Saved entries
..............................

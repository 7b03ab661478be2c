//! Filter-then-validate pipeline over a flat field mapping
//!
//! A [`Validator`] holds the input data, ordered filter and rule lists per
//! field, and the errors of the last [`Validator::validate`] run. Filters
//! registered under the wildcard scope `"*"` run on every field before the
//! field's own filters. Rules are only evaluated for the fields they were
//! registered under.
//!
//! ```
//! use sieve_validation::Validator;
//! use serde_json::json;
//!
//! let data = json!({"name": "  bob  ", "email": "bob.example"});
//! let mut validator = Validator::new(data.as_object().unwrap().clone());
//!
//! validator
//!     .add_filter_descriptor(None, "trim").unwrap()
//!     .add_filter_descriptor(Some("name"), "upperCase").unwrap()
//!     .add_rule_descriptor(Some("email"), "email:required", None).unwrap();
//!
//! assert!(!validator.filter_and_validate(None));
//! assert_eq!(validator.get("name"), json!("BOB"));
//! assert_eq!(validator.errors()[0].error_code, "EMAIL_NOT_VALID_ERROR");
//! ```

use crate::traits::is_empty_value;
use crate::{
    FieldError, FieldErrors, Filter, FilterBuilder, Params, Registry, Result, Rule, RuleBuilder,
    RuleKind,
};
use indexmap::IndexMap;
use serde_json::{Map, Value};
use std::fmt;
use std::sync::Arc;
use tracing::debug;

/// Scope key for filters applied to every field
pub const WILDCARD: &str = "*";

/// Flat field mapping, iterated in insertion order
pub type Data = Map<String, Value>;

/// Called with the validator after a successful run
pub type ValidCallback = Box<dyn FnMut(&Validator) + Send>;

/// Called with the collected errors after a failed run
pub type ErrorCallback = Box<dyn FnMut(&[FieldError]) + Send>;

/// Deferred source of a callback, resolved at most once
pub type CallbackProvider<C> = Box<dyn FnOnce() -> Option<C> + Send>;

pub struct Validator {
    data: Data,
    rules: IndexMap<String, Vec<Box<dyn Rule>>>,
    filters: IndexMap<String, Vec<Box<dyn Filter>>>,
    errors: Vec<FieldError>,
    rule_builder: RuleBuilder,
    filter_builder: FilterBuilder,
    on_valid: Option<ValidCallback>,
    on_error: Option<ErrorCallback>,
    valid_provider: Option<CallbackProvider<ValidCallback>>,
    error_provider: Option<CallbackProvider<ErrorCallback>>,
}

impl Validator {
    /// Create a validator using the shared built-in registry
    pub fn new(data: Data) -> Self {
        Self::with_registry(data, Registry::shared())
    }

    /// Create a validator resolving descriptors through `registry`
    pub fn with_registry(data: Data, registry: Arc<Registry>) -> Self {
        Self {
            data,
            rules: IndexMap::new(),
            filters: IndexMap::new(),
            errors: Vec::new(),
            rule_builder: RuleBuilder::new(Arc::clone(&registry)),
            filter_builder: FilterBuilder::new(registry),
            on_valid: None,
            on_error: None,
            valid_provider: None,
            error_provider: None,
        }
    }

    /// Attach deferred callback providers. Each is invoked at most once, at
    /// the start of the first [`validate`](Self::validate) that lacks the
    /// corresponding callback.
    pub fn with_providers(
        mut self,
        valid: Option<CallbackProvider<ValidCallback>>,
        error: Option<CallbackProvider<ErrorCallback>>,
    ) -> Self {
        self.valid_provider = valid;
        self.error_provider = error;
        self
    }

    /// Set the callback run after a successful validation
    pub fn on_valid<F>(&mut self, callback: F) -> &mut Self
    where
        F: FnMut(&Validator) + Send + 'static,
    {
        self.on_valid = Some(Box::new(callback));
        self
    }

    /// Set the callback run after a failed validation
    pub fn on_error<F>(&mut self, callback: F) -> &mut Self
    where
        F: FnMut(&[FieldError]) + Send + 'static,
    {
        self.on_error = Some(Box::new(callback));
        self
    }

    pub fn rule_builder(&self) -> &RuleBuilder {
        &self.rule_builder
    }

    pub fn filter_builder(&self) -> &FilterBuilder {
        &self.filter_builder
    }

    /// Attach a rule to a field, or to the `"*"` pseudo-field when `field`
    /// is `None` or empty
    pub fn add_rule(&mut self, field: Option<&str>, rule: Box<dyn Rule>) -> &mut Self {
        self.rules.entry(scope(field)).or_default().push(rule);
        self
    }

    /// Build a rule from a descriptor and attach it
    pub fn add_rule_descriptor(
        &mut self,
        field: Option<&str>,
        descriptor: &str,
        error: Option<&str>,
    ) -> Result<&mut Self> {
        let rule = self.rule_builder.create_rule(descriptor, error)?;
        Ok(self.add_rule(field, rule))
    }

    /// Build and attach several rules to one field
    pub fn add_rules<I, S>(&mut self, field: Option<&str>, descriptors: I) -> Result<&mut Self>
    where
        I: IntoIterator<Item = S>,
        S: AsRef<str>,
    {
        for rule in self.rule_builder.create_rules(descriptors)? {
            self.add_rule(field, rule);
        }
        Ok(self)
    }

    /// Attach a filter to a field, or to every field when `field` is `None`
    /// or empty
    pub fn add_filter(&mut self, field: Option<&str>, filter: Box<dyn Filter>) -> &mut Self {
        self.filters.entry(scope(field)).or_default().push(filter);
        self
    }

    /// Build a filter from a descriptor and attach it
    pub fn add_filter_descriptor(
        &mut self,
        field: Option<&str>,
        descriptor: &str,
    ) -> Result<&mut Self> {
        let filter = self.filter_builder.create_filter(descriptor)?;
        Ok(self.add_filter(field, filter))
    }

    /// Run the filter pass. `data`, when given, replaces the stored data first.
    ///
    /// Each field goes through the wildcard filters, then its own filters,
    /// every filter seeing the previous one's output.
    pub fn apply_filters(&mut self, data: Option<Data>) -> &mut Self {
        if let Some(data) = data {
            self.data = data;
        }

        let wildcard = self.filters.get(WILDCARD);
        for (field, value) in self.data.iter_mut() {
            let specific = match field.as_str() {
                WILDCARD => None,
                name => self.filters.get(name),
            };

            for filter in wildcard.into_iter().chain(specific).flatten() {
                let current = std::mem::take(value);
                *value = filter.process_filter(current);
            }
        }

        self
    }

    /// Run the validation pass and fire the matching callback.
    ///
    /// Every failing rule of every field is reported; nothing short-circuits.
    pub fn validate(&mut self, data: Option<Data>) -> bool {
        self.errors.clear();
        if let Some(data) = data {
            self.data = data;
        }

        self.resolve_callbacks();

        for (field, rules) in &self.rules {
            let value = field_value(&self.data, field);
            for rule in rules {
                if Self::validate_rule(&**rule, &value) {
                    continue;
                }

                debug!("Field '{}' failed rule {} with {}", field, rule.name(), rule.error());
                self.errors.push(
                    FieldError::new(field.as_str(), rule.error())
                        .with_params(rule.error_params().clone()),
                );
            }
        }

        if self.is_valid() {
            debug!("Validation passed for {} field(s)", self.rules.len());
            if let Some(mut callback) = self.on_valid.take() {
                callback(self);
                self.on_valid = Some(callback);
            }
            return true;
        }

        debug!("Validation failed with {} error(s)", self.errors.len());
        if let Some(mut callback) = self.on_error.take() {
            callback(&self.errors);
            self.on_error = Some(callback);
        }

        false
    }

    /// Filter, then validate the filtered data
    pub fn filter_and_validate(&mut self, data: Option<Data>) -> bool {
        self.apply_filters(data).validate(None)
    }

    /// Evaluate one rule against a value.
    ///
    /// Empty values pass optional rules without evaluating them.
    pub fn validate_rule(rule: &dyn Rule, value: &Value) -> bool {
        if is_empty_value(value) && !rule.is_required() {
            return true;
        }

        match rule.kind() {
            RuleKind::Format(format) => format.check(value),
            RuleKind::Predicate => rule.validate(value),
        }
    }

    /// Record an error
    pub fn add_error(&mut self, field: &str, error_code: &str, params: Params) {
        self.errors.push(FieldError::new(field, error_code).with_params(params));
    }

    /// Current value of a field: strings trimmed, `null` when absent
    pub fn get(&self, key: &str) -> Value {
        field_value(&self.data, key)
    }

    /// Current value of a field, or `default` when absent
    pub fn get_or(&self, key: &str, default: Value) -> Value {
        if self.data.contains_key(key) {
            field_value(&self.data, key)
        } else {
            default
        }
    }

    pub fn set(&mut self, key: impl Into<String>, value: impl Into<Value>) -> &mut Self {
        self.data.insert(key.into(), value.into());
        self
    }

    pub fn data(&self) -> &Data {
        &self.data
    }

    pub fn into_data(self) -> Data {
        self.data
    }

    pub fn is_valid(&self) -> bool {
        self.errors.is_empty()
    }

    /// Errors of the last validation run, in field then rule order
    pub fn errors(&self) -> &[FieldError] {
        &self.errors
    }

    pub fn errors_count(&self) -> usize {
        self.errors.len()
    }

    pub fn field_errors(&self) -> FieldErrors {
        FieldErrors::new(self.errors.clone())
    }

    /// Rules registered for a field
    pub fn rules(&self, field: &str) -> &[Box<dyn Rule>] {
        self.rules.get(field).map(Vec::as_slice).unwrap_or_default()
    }

    /// Filters applied to a field: wildcard filters, then the field's own
    pub fn filters(&self, field: &str) -> Vec<&dyn Filter> {
        let wildcard = self.filters.get(WILDCARD);
        let specific = match field {
            WILDCARD => None,
            name => self.filters.get(name),
        };

        wildcard
            .into_iter()
            .chain(specific)
            .flatten()
            .map(|filter| &**filter)
            .collect()
    }

    fn resolve_callbacks(&mut self) {
        if self.on_valid.is_none() {
            if let Some(provider) = self.valid_provider.take() {
                self.on_valid = provider();
            }
        }
        if self.on_error.is_none() {
            if let Some(provider) = self.error_provider.take() {
                self.on_error = provider();
            }
        }
    }
}

impl fmt::Debug for Validator {
    fn fmt(&self, f: &mut fmt::Formatter<'_>) -> fmt::Result {
        f.debug_struct("Validator")
            .field("data", &self.data)
            .field("rules", &self.rules)
            .field("filters", &self.filters)
            .field("errors", &self.errors)
            .finish_non_exhaustive()
    }
}

fn scope(field: Option<&str>) -> String {
    match field {
        Some(name) if !name.is_empty() => name.to_string(),
        _ => WILDCARD.to_string(),
    }
}

fn field_value(data: &Data, key: &str) -> Value {
    match data.get(key) {
        Some(Value::String(text)) => Value::String(text.trim().to_string()),
        Some(value) => value.clone(),
        None => Value::Null,
    }
}
use super::map_text;
use crate::traits::is_empty_value;
use crate::{Filter, Params};
use serde_json::Value;

/// Strips surrounding whitespace
#[derive(Debug, Clone, Default)]
pub struct Trim {
    params: Params,
}

impl Trim {
    pub fn new(params: Params) -> Self {
        Self { params }
    }
}

impl Filter for Trim {
    fn name(&self) -> &str {
        "Trim"
    }

    fn params(&self) -> &Params {
        &self.params
    }

    fn filter_value(&self, value: Value) -> Value {
        map_text(value, |text| text.trim().to_string())
    }
}

/// Trims, then upper-cases
#[derive(Debug, Clone, Default)]
pub struct UpperCase {
    params: Params,
}

impl UpperCase {
    pub fn new(params: Params) -> Self {
        Self { params }
    }
}

impl Filter for UpperCase {
    fn name(&self) -> &str {
        "UpperCase"
    }

    fn params(&self) -> &Params {
        &self.params
    }

    fn filter_value(&self, value: Value) -> Value {
        map_text(value, |text| text.trim().to_uppercase())
    }
}

/// Trims, then lower-cases
#[derive(Debug, Clone, Default)]
pub struct LowerCase {
    params: Params,
}

impl LowerCase {
    pub fn new(params: Params) -> Self {
        Self { params }
    }
}

impl Filter for LowerCase {
    fn name(&self) -> &str {
        "LowerCase"
    }

    fn params(&self) -> &Params {
        &self.params
    }

    fn filter_value(&self, value: Value) -> Value {
        map_text(value, |text| text.trim().to_lowercase())
    }
}

/// Replaces empty values (`""`, `[]`, `false`, `0`, ...) with `null`
#[derive(Debug, Clone, Default)]
pub struct EmptyToNull {
    params: Params,
}

impl EmptyToNull {
    pub fn new(params: Params) -> Self {
        Self { params }
    }
}

impl Filter for EmptyToNull {
    fn name(&self) -> &str {
        "EmptyToNull"
    }

    fn params(&self) -> &Params {
        &self.params
    }

    fn filter_value(&self, value: Value) -> Value {
        if is_empty_value(&value) {
            Value::Null
        } else {
            value
        }
    }
}

#[cfg(test)]
mod tests {
    use super::*;
    use serde_json::json;

    #[test]
    fn test_trim() {
        let filter = Trim::default();
        assert_eq!(filter.filter_value(json!("  bob  ")), json!("bob"));
        assert_eq!(filter.filter_value(json!([" a ", 1])), json!(["a", 1]));
        assert_eq!(filter.filter_value(json!(5)), json!(5));
    }

    #[test]
    fn test_case_filters() {
        assert_eq!(UpperCase::default().filter_value(json!(" bob ")), json!("BOB"));
        assert_eq!(LowerCase::default().filter_value(json!("BoB")), json!("bob"));
    }

    #[test]
    fn test_case_filters_are_idempotent() {
        let filter = UpperCase::default();
        let once = filter.filter_value(json!(" MiXed "));
        assert_eq!(filter.filter_value(once.clone()), once);
    }

    #[test]
    fn test_empty_to_null() {
        let filter = EmptyToNull::default();
        assert_eq!(filter.filter_value(json!("")), json!(null));
        assert_eq!(filter.filter_value(json!([])), json!(null));
        assert_eq!(filter.filter_value(json!("0")), json!(null));
        assert_eq!(filter.filter_value(json!("x")), json!("x"));
    }
}
// Field validation errors

use crate::Params;
use serde::{Deserialize, Serialize};
use std::fmt;

/// A rule that rejected a field's value
#[derive(Debug, Clone, PartialEq, Eq, Serialize, Deserialize)]
pub struct FieldError {
    /// Field name that failed validation
    pub field_name: String,

    /// Error code of the failing rule
    pub error_code: String,

    /// Parameters for rendering the error message
    pub params: Params,
}

impl FieldError {
    /// Create a new field error
    pub fn new(field_name: impl Into<String>, error_code: impl Into<String>) -> Self {
        Self {
            field_name: field_name.into(),
            error_code: error_code.into(),
            params: Params::new(),
        }
    }

    /// Set the error parameters
    pub fn with_params(mut self, params: Params) -> Self {
        self.params = params;
        self
    }

    /// Render as a JSON object
    pub fn to_json(&self) -> serde_json::Value {
        serde_json::json!({
            "field_name": self.field_name,
            "error_code": self.error_code,
            "params": self.params.to_json(),
        })
    }
}

impl fmt::Display for FieldError {
    fn fmt(&self, f: &mut fmt::Formatter<'_>) -> fmt::Result {
        write!(f, "{}: {}", self.field_name, self.error_code)
    }
}

impl std::error::Error for FieldError {}

/// Collection of field errors, in the order they were reported
#[derive(Debug, Clone, Default, PartialEq, Eq)]
pub struct FieldErrors {
    pub errors: Vec<FieldError>,
}

impl FieldErrors {
    /// Create a new field errors collection
    pub fn new(errors: Vec<FieldError>) -> Self {
        Self { errors }
    }

    /// Check if there are any errors
    pub fn is_empty(&self) -> bool {
        self.errors.is_empty()
    }

    /// Get the number of errors
    pub fn len(&self) -> usize {
        self.errors.len()
    }

    /// Add an error
    pub fn add(&mut self, error: FieldError) {
        self.errors.push(error);
    }

    pub fn iter(&self) -> std::slice::Iter<'_, FieldError> {
        self.errors.iter()
    }

    /// Get errors for a specific field
    pub fn get_field_errors(&self, field: &str) -> Vec<&FieldError> {
        self.errors
            .iter()
            .filter(|e| e.field_name == field)
            .collect()
    }

    /// Convert to JSON representation
    pub fn to_json(&self) -> serde_json::Value {
        serde_json::json!({
            "errors": self.errors.iter().map(FieldError::to_json).collect::<Vec<_>>()
        })
    }
}

impl fmt::Display for FieldErrors {
    fn fmt(&self, f: &mut fmt::Formatter<'_>) -> fmt::Result {
        for error in &self.errors {
            writeln!(f, "{}", error)?;
        }
        Ok(())
    }
}

impl std::error::Error for FieldErrors {}

impl From<Vec<FieldError>> for FieldErrors {
    fn from(errors: Vec<FieldError>) -> Self {
        Self::new(errors)
    }
}

impl<'a> IntoIterator for &'a FieldErrors {
    type Item = &'a FieldError;
    type IntoIter = std::slice::Iter<'a, FieldError>;

    fn into_iter(self) -> Self::IntoIter {
        self.errors.iter()
    }
}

..............................

Exercise directions
Each line of the records, from the opening one through the line holding "field before the", should be restated word for word, with nothing else in the answer.

Output of the exercise
repository 7b03ab661478be2c
//! Filter-then-validate pipeline over a flat field mapping
//!
//! A [`Validator`] holds the input data, ordered filter and rule lists per
//! field, and the errors of the last [`Validator::validate`] run. Filters
//! registered under the wildcard scope `"*"` run on every field before the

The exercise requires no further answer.